Joel Anderson, Petco's Chief Executive Officer, said, “Glenn has been extremely supportive over the last year and a half, and I am grateful for his leadership during a period of great transformation for the company. I am proud of what we’ve accomplished to date. Notably, we have strengthened Petco’s economic model and retail operating fundamentals, resulting in significant improvement in profitability and cashflow. Additionally, with the successfully executed refinancing transaction which closed today, we are marching towards the company’s goal of reduced leverage and greater financial flexibility. I look forward to partnering with Glenn in his role as Chairman of the Board as we take action to return to offense and drive sustainable profitable growth.”

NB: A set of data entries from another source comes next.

//! Interfaces the surrounding wallet application implements.
//!
//! The bridge never touches keys or renders UI. Privileged work is handed to
//! these collaborators, which settle exactly once: `Some` on approval,
//! `None` when the user cancels, `Err` when the host itself fails.

use crate::permission::Capability;
use crate::types::{
    Account, AppInfo, BalanceQuery, BroadcastParams, SignMessageParams, SignTransactionParams,
    SignTypedDataParams, TransferParams, TransferReceipt,
};
use async_trait::async_trait;
use serde::{Deserialize, Serialize};
use std::sync::Arc;

/// Failure inside a collaborator.
#[derive(Debug, Clone, PartialEq, Eq, thiserror::Error)]
pub enum CollaboratorError {
    /// The host could not complete the operation. Logged, never sent.
    #[error("host failure: {0}")]
    Failed(String),

    /// The host rejected the params as malformed.
    #[error("invalid params: {0}")]
    InvalidParams(String),
}

impl CollaboratorError {
    /// Create a host failure.
    #[inline]
    pub fn failed(msg: impl Into<String>) -> Self {
        Self::Failed(msg.into())
    }
}

/// Result type of collaborator calls.
pub type CollaboratorResult<T> = std::result::Result<T, CollaboratorError>;

/// Why the account picker is shown.
#[derive(Debug, Clone, Copy, PartialEq, Eq, Serialize, Deserialize)]
#[serde(rename_all = "snake_case")]
pub enum PickPurpose {
    /// Connect an account to the app.
    Connect,
    /// Switch the connected account.
    Select,
    /// Pick any address, without connecting it.
    PickWallet,
}

/// Options passed to the account picker.
#[derive(Debug, Clone, PartialEq, Eq, Serialize, Deserialize)]
pub struct AccountPickRequest {
    /// Why the picker is shown.
    pub purpose: PickPurpose,
    /// Restrict the choice to one chain.
    pub chain: Option<String>,
}

/// What a signing confirmation is asked to sign.
#[derive(Debug, Clone, PartialEq, Serialize, Deserialize)]
#[serde(tag = "kind", rename_all = "snake_case")]
pub enum SigningRequest {
    /// A message.
    Message(SignMessageParams),
    /// Structured data.
    TypedData(SignTypedDataParams),
    /// A transaction.
    Transaction(SignTransactionParams),
}

impl SigningRequest {
    /// Address whose key signs.
    #[must_use]
    pub fn address(&self) -> &str {
        match self {
            Self::Message(p) => &p.address,
            Self::TypedData(p) => &p.address,
            Self::Transaction(p) => &p.address,
        }
    }
}

/// Shows the account picker.
#[async_trait]
pub trait AccountPicker: Send + Sync {
    /// Let the user choose an account. `None` means cancelled.
    async fn pick(
        &self,
        request: &AccountPickRequest,
        app: &AppInfo,
    ) -> CollaboratorResult<Option<Account>>;
}

/// Shows signing confirmations and signs on approval.
#[async_trait]
pub trait SigningConfirmation: Send + Sync {
    /// Ask the user to sign. Returns the signature (or signed transaction).
    async fn confirm_signing(
        &self,
        request: &SigningRequest,
        app: &AppInfo,
    ) -> CollaboratorResult<Option<serde_json::Value>>;
}

/// Shows transfer confirmations and broadcasts on approval.
#[async_trait]
pub trait TransferConfirmation: Send + Sync {
    /// Ask the user to approve a transfer.
    async fn confirm_transfer(
        &self,
        params: &TransferParams,
        app: &AppInfo,
    ) -> CollaboratorResult<Option<TransferReceipt>>;
}

/// Asks the user to grant capabilities to an app.
#[async_trait]
pub trait PermissionRequest: Send + Sync {
    /// Whether the user grants `capabilities` to the app.
    async fn request_permission(
        &self,
        app_id: &str,
        app_name: &str,
        capabilities: &[Capability],
    ) -> bool;
}

/// Non-interactive wallet queries.
#[async_trait]
pub trait HostWallet: Send + Sync {
    /// Current host chain id.
    async fn chain_id(&self) -> CollaboratorResult<String>;

    /// Balance in the chain's smallest unit, as a decimal string.
    async fn balance(&self, query: &BalanceQuery) -> CollaboratorResult<String>;

    /// Build an unsigned transaction.
    async fn create_transaction(
        &self,
        params: &TransferParams,
    ) -> CollaboratorResult<serde_json::Value>;

    /// Broadcast a signed transaction.
    async fn broadcast(&self, params: &BroadcastParams) -> CollaboratorResult<TransferReceipt>;

    /// Dismiss the splash screen shown while the app loads.
    async fn close_splash_screen(&self) -> CollaboratorResult<()> {
        Ok(())
    }
}

/// The collaborators a bridge dispatches to.
#[derive(Clone)]
pub struct Collaborators {
    /// Account picker.
    pub account_picker: Arc<dyn AccountPicker>,
    /// Signing confirmation.
    pub signing: Arc<dyn SigningConfirmation>,
    /// Transfer confirmation.
    pub transfer: Arc<dyn TransferConfirmation>,
    /// Wallet queries.
    pub wallet: Arc<dyn HostWallet>,
}

impl std::fmt::Debug for Collaborators {
    fn fmt(&self, f: &mut std::fmt::Formatter<'_>) -> std::fmt::Result {
        f.debug_struct("Collaborators").finish_non_exhaustive()
    }
}

impl Collaborators {
    /// Bundle collaborators.
    #[must_use]
    pub fn new(
        account_picker: Arc<dyn AccountPicker>,
        signing: Arc<dyn SigningConfirmation>,
        transfer: Arc<dyn TransferConfirmation>,
        wallet: Arc<dyn HostWallet>,
    ) -> Self {
        Self {
            account_picker,
            signing,
            transfer,
            wallet,
        }
    }
}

“Since assuming the role of Executive Chairman in May 2024, the team has successfully transformed and positioned the company for its next phase of growth,” said Glenn Murphy. “With a seasoned and proven team now in place, the time is right for my transition to the Chairman role. Under Joel’s executive leadership, and with the support from the Board, I am confident in the entire team’s ability to execute on the growth potential ahead for Petco.”
About Petco
We’re proud to be “where the pets go” to find everything they need to live their best lives for more than 60 years — from their favorite meals and toys, to trusted supplies and expert support from people who get it, because we live it. We believe in the universal truths of pet parenthood — the boundless boops, missing slippers, late night zoomies and everything in between. And we’re here for it. Every tail wag, every vet visit, every step of the way. We nurture the pet-human bond in the aisles of more than 1,500 Petco stores across the U.S., Mexico and Puerto Rico. Customers experience our exclusive selection of pet care products, services, expertise and membership offerings in stores and online at petco.com, and on the Petco app. In 1999, we founded Petco Love. Together, we support thousands of local animal welfare groups nationwide and have helped find homes for over 7 million animals through in-store adoption events.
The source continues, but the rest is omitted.